El puesto de ayudante nos permitió contraer matrimonio. En nuestro viaje de luna de miel no fuimos a Italia, sino que recorrimos los solitarios lagos de la boscosa región de Mecklemburgo con la canoa plegable y la tienda. Echamos el bote al agua en Spandau, a unos centenares de metros de la prisión en la que pasaría veinte años de mi vida.
PROFESIÓN Y VOCACIÓN
En 1928 estuve a punto de convertirme en arquitecto del Estado y de la Corte. Aman Allah, soberano de Afganistán, tenía intención de reformar su país, para lo cual deseaba el concurso de jóvenes técnicos alemanes. Joseph Brix, profesor de urbanismo y obras públicas, organizó el grupo. Yo debía trabajar como urbanista, arquitecto y, además, profesor de arquitectura en una institución de enseñanza técnica que había de fundarse en Kabul. Mi esposa y yo estudiamos todos los libros que pudimos conseguir sobre aquel lejano país; reflexionamos sobre la forma de desarrollar un estilo nacional propio a partir de las sencillas construcciones típicas y, a la vista de sus montañas vírgenes, planeamos varias excursiones de esquí. Las condiciones del contrato que me ofrecieron eran muy favorables. Sin embargo, cuando este se hallaba prácticamente ultimado y el soberano acababa de ser recibido con grandes honores por Hindenburg, los afganos lo derrocaron mediante un golpe de Estado.

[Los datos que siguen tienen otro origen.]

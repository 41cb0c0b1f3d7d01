use std::fmt;

use serde::Serialize;

const REDACTED: &str = "<redacted>";

#[derive(Clone, PartialEq, Eq)]
pub struct GroundingConfig {
    pub search_endpoint: String,
    pub index_name: String,
    pub api_key: String,
    pub embedding_deployment_name: String,
}

impl fmt::Debug for GroundingConfig {
    fn fmt(&self, f: &mut fmt::Formatter<'_>) -> fmt::Result {
        f.debug_struct("GroundingConfig")
            .field("search_endpoint", &self.search_endpoint)
            .field("index_name", &self.index_name)
            .field("api_key", &REDACTED)
            .field("embedding_deployment_name", &self.embedding_deployment_name)
            .finish()
    }
}

/// Request-time `data_sources` entry pointing the chat service at a vector
/// search index.
#[derive(Debug, Clone, PartialEq, Serialize)]
pub struct GroundingDescriptor {
    #[serde(rename = "type")]
    pub source_type: DataSourceType,
    pub parameters: SearchParameters,
}

#[derive(Debug, Clone, Copy, PartialEq, Eq, Serialize)]
#[serde(rename_all = "snake_case")]
pub enum DataSourceType {
    AzureSearch,
}

#[derive(Debug, Clone, PartialEq, Serialize)]
pub struct SearchParameters {
    pub endpoint: String,
    pub index_name: String,
    pub authentication: SearchAuthentication,
    pub query_type: QueryType,
    pub embedding_dependency: EmbeddingDependency,
}

#[derive(Clone, PartialEq, Eq, Serialize)]
#[serde(tag = "type", rename_all = "snake_case")]
pub enum SearchAuthentication {
    ApiKey { key: String },
}

impl fmt::Debug for SearchAuthentication {
    fn fmt(&self, f: &mut fmt::Formatter<'_>) -> fmt::Result {
        match self {
            Self::ApiKey { .. } => f.debug_struct("ApiKey").field("key", &REDACTED).finish(),
        }
    }
}

#[derive(Debug, Clone, Copy, PartialEq, Eq, Serialize)]
#[serde(rename_all = "snake_case")]
pub enum QueryType {
    Vector,
}

#[derive(Debug, Clone, PartialEq, Eq, Serialize)]
#[serde(tag = "type", rename_all = "snake_case")]
pub enum EmbeddingDependency {
    DeploymentName { deployment_name: String },
}

pub fn build_grounding_descriptor(config: &GroundingConfig) -> GroundingDescriptor {
    GroundingDescriptor {
        source_type: DataSourceType::AzureSearch,
        parameters: SearchParameters {
            endpoint: config.search_endpoint.clone(),
            index_name: config.index_name.clone(),
            authentication: SearchAuthentication::ApiKey {
                key: config.api_key.clone(),
            },
            query_type: QueryType::Vector,
            embedding_dependency: EmbeddingDependency::DeploymentName {
                deployment_name: config.embedding_deployment_name.clone(),
            },
        },
    }
}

No obstante, la perspectiva de continuar trabajando con Tessenow me compensó. De hecho, ya había tenido mis dudas, y me alegré de que la caída de Aman Allah me librara de tomar una decisión. En el seminario sólo tenía que trabajar tres días a la semana; además, en la Escuela Superior había cinco meses de vacaciones. Aun así, me pagaban trescientos marcos del Reich, que equivaldrían a unos ochocientos marcos actuales. Tessenow no daba clases magistrales, sino que corregía en la gran aula del seminario los trabajos de unos cincuenta estudiantes. Sólo aparecía unas cuatro o seis horas a la semana, y el resto del tiempo los estudiantes dependían de mis explicaciones y correcciones.

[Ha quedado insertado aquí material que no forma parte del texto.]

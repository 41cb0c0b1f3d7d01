use std::sync::Arc;

use colored::Colorize;
use query_engine::llm::ChatTransport;
use query_engine::{AppConfig, ConversationStore, QueryOrchestrator, resolve_system_prompt};
use rustyline::DefaultEditor;
use rustyline::error::ReadlineError;
use tracing::info;

const PROMPT: &str = "\n♈ You: ";
const BLANK_INPUT_NOTICE: &str = "❌ Please ask me about zodiac signs!";

/// One line of REPL input, classified before anything touches the engine.
#[derive(Debug, Clone, Copy, PartialEq, Eq)]
pub enum ReplCommand<'a> {
    Quit,
    Clear,
    Blank,
    Ask(&'a str),
}

impl<'a> ReplCommand<'a> {
    pub fn parse(line: &'a str) -> Self {
        let trimmed = line.trim();
        if trimmed.is_empty() {
            Self::Blank
        } else if trimmed.eq_ignore_ascii_case("quit") {
            Self::Quit
        } else if trimmed.eq_ignore_ascii_case("clear") {
            Self::Clear
        } else {
            Self::Ask(trimmed)
        }
    }
}

/// Runs the interactive session and returns the process exit code.
pub async fn run(config: AppConfig, transport: Arc<dyn ChatTransport>) -> i32 {
    let system_prompt = match resolve_system_prompt(config.system_prompt_file.as_deref()) {
        Ok(prompt) => prompt,
        Err(err) => {
            eprintln!("{}", format!("❌ {err}").red());
            return 1;
        }
    };

    let mut orchestrator = QueryOrchestrator::new(
        ConversationStore::init(system_prompt),
        &config.chat,
        config.grounding,
        transport,
    );
    info!(
        session_id = %orchestrator.session_id(),
        model = orchestrator.model(),
        "zodiac guide session started"
    );

    let mut editor = match DefaultEditor::new() {
        Ok(editor) => editor,
        Err(err) => {
            eprintln!("{}", format!("❌ failed to open terminal editor: {err}").red());
            return 1;
        }
    };

    print_ready_banner();

    loop {
        match editor.readline(PROMPT) {
            Ok(line) => match ReplCommand::parse(&line) {
                ReplCommand::Quit => {
                    print_goodbye();
                    return 0;
                }
                ReplCommand::Clear => {
                    orchestrator.clear();
                    println!("{}", "🔄 Starting a new zodiac reading...".bright_cyan());
                }
                ReplCommand::Blank => {
                    println!("{}", BLANK_INPUT_NOTICE.bright_black());
                }
                ReplCommand::Ask(question) => {
                    let _ = editor.add_history_entry(question);
                    println!("{}", "🔍 Searching zodiac information...".bright_black());

                    match orchestrator.ask(question).await {
                        Ok(reply) => {
                            println!("\n{} {reply}", "♌ Zodiac Guide:".bright_magenta().bold());
                        }
                        Err(err) => {
                            println!("\n{}", format!("❌ Error: {err}").red());
                            println!(
                                "{}",
                                "Please try again or type 'quit' to exit.".bright_black()
                            );
                        }
                    }
                }
            },
            Err(ReadlineError::Interrupted | ReadlineError::Eof) => {
                println!();
                print_goodbye();
                return 0;
            }
            Err(err) => {
                eprintln!("{}", format!("❌ terminal input failed: {err}").red());
                return 1;
            }
        }
    }
}

fn print_ready_banner() {
    println!(
        "\n{}",
        "♌ Ready to explore the fascinating world of zodiac signs!".bright_magenta()
    );
    println!("Ask about any sign as a child, adult, professional, or in relationships...");
    println!(
        "{}",
        "Type 'quit' to exit, 'clear' to start a new exploration.".bright_black()
    );
    println!("{}", "-".repeat(50));
}

fn print_goodbye() {
    println!("{}", "👋 Thanks for exploring the zodiac! Goodbye!".bright_green());
}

Sobre todo los primeros meses me resultaron muy fatigosos. Al principio, los estudiantes se mostraban críticos conmigo y trataban de sorprenderme en falta o de descubrir mi ignorancia. Sólo muy poco a poco fui perdiendo mi timidez inicial. Por otra parte, los encargos de los que esperaba ocuparme en el tiempo que me quedaba libre, que era mucho, no llegaron a concretarse. Probablemente daba la impresión de ser demasiado joven; además, debido a la depresión económica, la actividad constructora era más bien escasa. Constituyó una excepción el proyecto de la casa de mis suegros en Heidelberg. Fue una obra sin pretensiones, a la que siguieron otras sin importancia: dos garajes anexos para unas villas en Wannsee y la edificación de la sede berlinesa del Servicio de Intercambio Académico.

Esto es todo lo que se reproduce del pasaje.